▶ Brief:
Locate the string "debited" in the records below. Copy every line where it occurs.

▶ Provided records:
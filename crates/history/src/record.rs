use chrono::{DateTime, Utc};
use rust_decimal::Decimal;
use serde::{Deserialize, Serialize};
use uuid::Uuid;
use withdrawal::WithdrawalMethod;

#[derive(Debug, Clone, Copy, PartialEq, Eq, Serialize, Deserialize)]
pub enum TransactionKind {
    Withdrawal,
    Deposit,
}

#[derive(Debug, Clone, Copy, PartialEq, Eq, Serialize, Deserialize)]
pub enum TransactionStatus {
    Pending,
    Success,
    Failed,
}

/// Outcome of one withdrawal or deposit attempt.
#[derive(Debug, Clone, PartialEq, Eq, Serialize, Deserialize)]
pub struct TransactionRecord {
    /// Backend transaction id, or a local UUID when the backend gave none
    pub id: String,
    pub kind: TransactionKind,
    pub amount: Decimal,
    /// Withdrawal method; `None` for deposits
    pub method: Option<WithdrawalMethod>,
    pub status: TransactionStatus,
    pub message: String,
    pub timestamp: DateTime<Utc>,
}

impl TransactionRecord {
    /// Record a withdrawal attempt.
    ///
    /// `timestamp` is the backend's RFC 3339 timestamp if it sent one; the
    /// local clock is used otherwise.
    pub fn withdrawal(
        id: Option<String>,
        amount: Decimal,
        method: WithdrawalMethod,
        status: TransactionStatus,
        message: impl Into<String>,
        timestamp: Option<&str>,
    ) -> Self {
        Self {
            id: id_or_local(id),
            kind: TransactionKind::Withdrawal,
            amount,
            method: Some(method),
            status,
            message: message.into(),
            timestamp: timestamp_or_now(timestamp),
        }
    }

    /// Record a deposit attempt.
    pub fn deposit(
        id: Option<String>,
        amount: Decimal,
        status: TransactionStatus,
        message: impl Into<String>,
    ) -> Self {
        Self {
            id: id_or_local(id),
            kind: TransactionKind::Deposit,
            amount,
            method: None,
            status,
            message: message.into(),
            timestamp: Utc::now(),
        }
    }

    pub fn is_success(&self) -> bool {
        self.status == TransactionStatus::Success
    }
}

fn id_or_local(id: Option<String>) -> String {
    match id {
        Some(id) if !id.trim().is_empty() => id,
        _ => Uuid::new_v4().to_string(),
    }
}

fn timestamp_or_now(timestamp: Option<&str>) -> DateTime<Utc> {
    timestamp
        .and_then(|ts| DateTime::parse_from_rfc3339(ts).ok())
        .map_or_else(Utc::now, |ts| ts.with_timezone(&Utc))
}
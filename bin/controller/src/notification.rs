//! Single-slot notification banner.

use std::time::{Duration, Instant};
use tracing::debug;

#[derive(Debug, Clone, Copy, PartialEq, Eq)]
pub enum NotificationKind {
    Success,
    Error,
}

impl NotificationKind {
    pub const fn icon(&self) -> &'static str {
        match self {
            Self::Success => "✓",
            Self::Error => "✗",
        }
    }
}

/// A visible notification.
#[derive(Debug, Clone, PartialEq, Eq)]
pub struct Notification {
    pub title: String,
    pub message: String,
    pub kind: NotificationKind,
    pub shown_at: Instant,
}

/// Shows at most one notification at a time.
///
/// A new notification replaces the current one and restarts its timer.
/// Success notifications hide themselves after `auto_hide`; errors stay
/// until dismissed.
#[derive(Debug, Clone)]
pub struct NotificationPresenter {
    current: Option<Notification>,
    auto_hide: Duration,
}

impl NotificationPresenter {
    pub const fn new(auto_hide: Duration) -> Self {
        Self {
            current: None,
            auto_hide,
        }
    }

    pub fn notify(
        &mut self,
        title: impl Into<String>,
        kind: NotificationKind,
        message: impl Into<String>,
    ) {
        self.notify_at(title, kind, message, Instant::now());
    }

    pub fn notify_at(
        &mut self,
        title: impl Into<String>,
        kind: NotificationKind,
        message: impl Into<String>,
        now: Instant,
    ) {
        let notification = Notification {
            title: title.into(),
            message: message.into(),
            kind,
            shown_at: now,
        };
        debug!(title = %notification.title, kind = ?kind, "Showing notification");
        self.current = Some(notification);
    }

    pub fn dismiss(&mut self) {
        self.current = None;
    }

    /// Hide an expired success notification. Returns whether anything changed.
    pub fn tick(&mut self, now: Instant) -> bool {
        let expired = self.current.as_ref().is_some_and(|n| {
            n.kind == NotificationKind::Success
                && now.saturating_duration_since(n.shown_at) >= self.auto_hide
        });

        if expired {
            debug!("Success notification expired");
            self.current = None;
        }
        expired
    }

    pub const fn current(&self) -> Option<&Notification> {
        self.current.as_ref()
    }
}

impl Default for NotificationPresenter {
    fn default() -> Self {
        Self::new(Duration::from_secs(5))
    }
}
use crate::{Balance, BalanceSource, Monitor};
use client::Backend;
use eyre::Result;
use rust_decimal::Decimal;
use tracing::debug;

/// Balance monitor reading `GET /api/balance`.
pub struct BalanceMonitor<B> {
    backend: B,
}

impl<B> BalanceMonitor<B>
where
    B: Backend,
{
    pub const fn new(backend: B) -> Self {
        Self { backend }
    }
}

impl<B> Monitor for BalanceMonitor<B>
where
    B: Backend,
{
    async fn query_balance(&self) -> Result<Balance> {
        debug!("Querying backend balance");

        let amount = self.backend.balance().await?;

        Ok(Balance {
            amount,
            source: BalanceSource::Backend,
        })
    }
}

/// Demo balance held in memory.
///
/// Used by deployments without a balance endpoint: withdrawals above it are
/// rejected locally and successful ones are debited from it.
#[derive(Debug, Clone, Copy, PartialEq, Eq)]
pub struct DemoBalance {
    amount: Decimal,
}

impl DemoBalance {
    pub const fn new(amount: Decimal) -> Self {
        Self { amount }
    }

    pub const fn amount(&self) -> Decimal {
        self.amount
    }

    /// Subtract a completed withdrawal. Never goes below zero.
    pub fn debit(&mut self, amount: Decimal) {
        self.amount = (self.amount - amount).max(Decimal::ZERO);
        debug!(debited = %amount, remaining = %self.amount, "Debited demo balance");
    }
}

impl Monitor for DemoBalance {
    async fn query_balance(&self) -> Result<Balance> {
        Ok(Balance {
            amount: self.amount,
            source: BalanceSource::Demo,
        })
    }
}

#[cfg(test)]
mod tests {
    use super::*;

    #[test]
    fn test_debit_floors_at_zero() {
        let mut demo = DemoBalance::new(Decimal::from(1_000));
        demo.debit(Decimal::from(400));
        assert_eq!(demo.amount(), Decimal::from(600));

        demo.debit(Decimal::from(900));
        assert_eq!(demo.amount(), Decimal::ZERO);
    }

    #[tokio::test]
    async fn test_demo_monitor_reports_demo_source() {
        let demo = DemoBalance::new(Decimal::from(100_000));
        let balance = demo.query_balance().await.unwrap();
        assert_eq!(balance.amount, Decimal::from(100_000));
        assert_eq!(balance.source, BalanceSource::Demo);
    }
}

▶ Problem solution:
/// rejected locally and successful ones are debited from it.
        debug!(debited = %amount, remaining = %self.amount, "Debited demo balance");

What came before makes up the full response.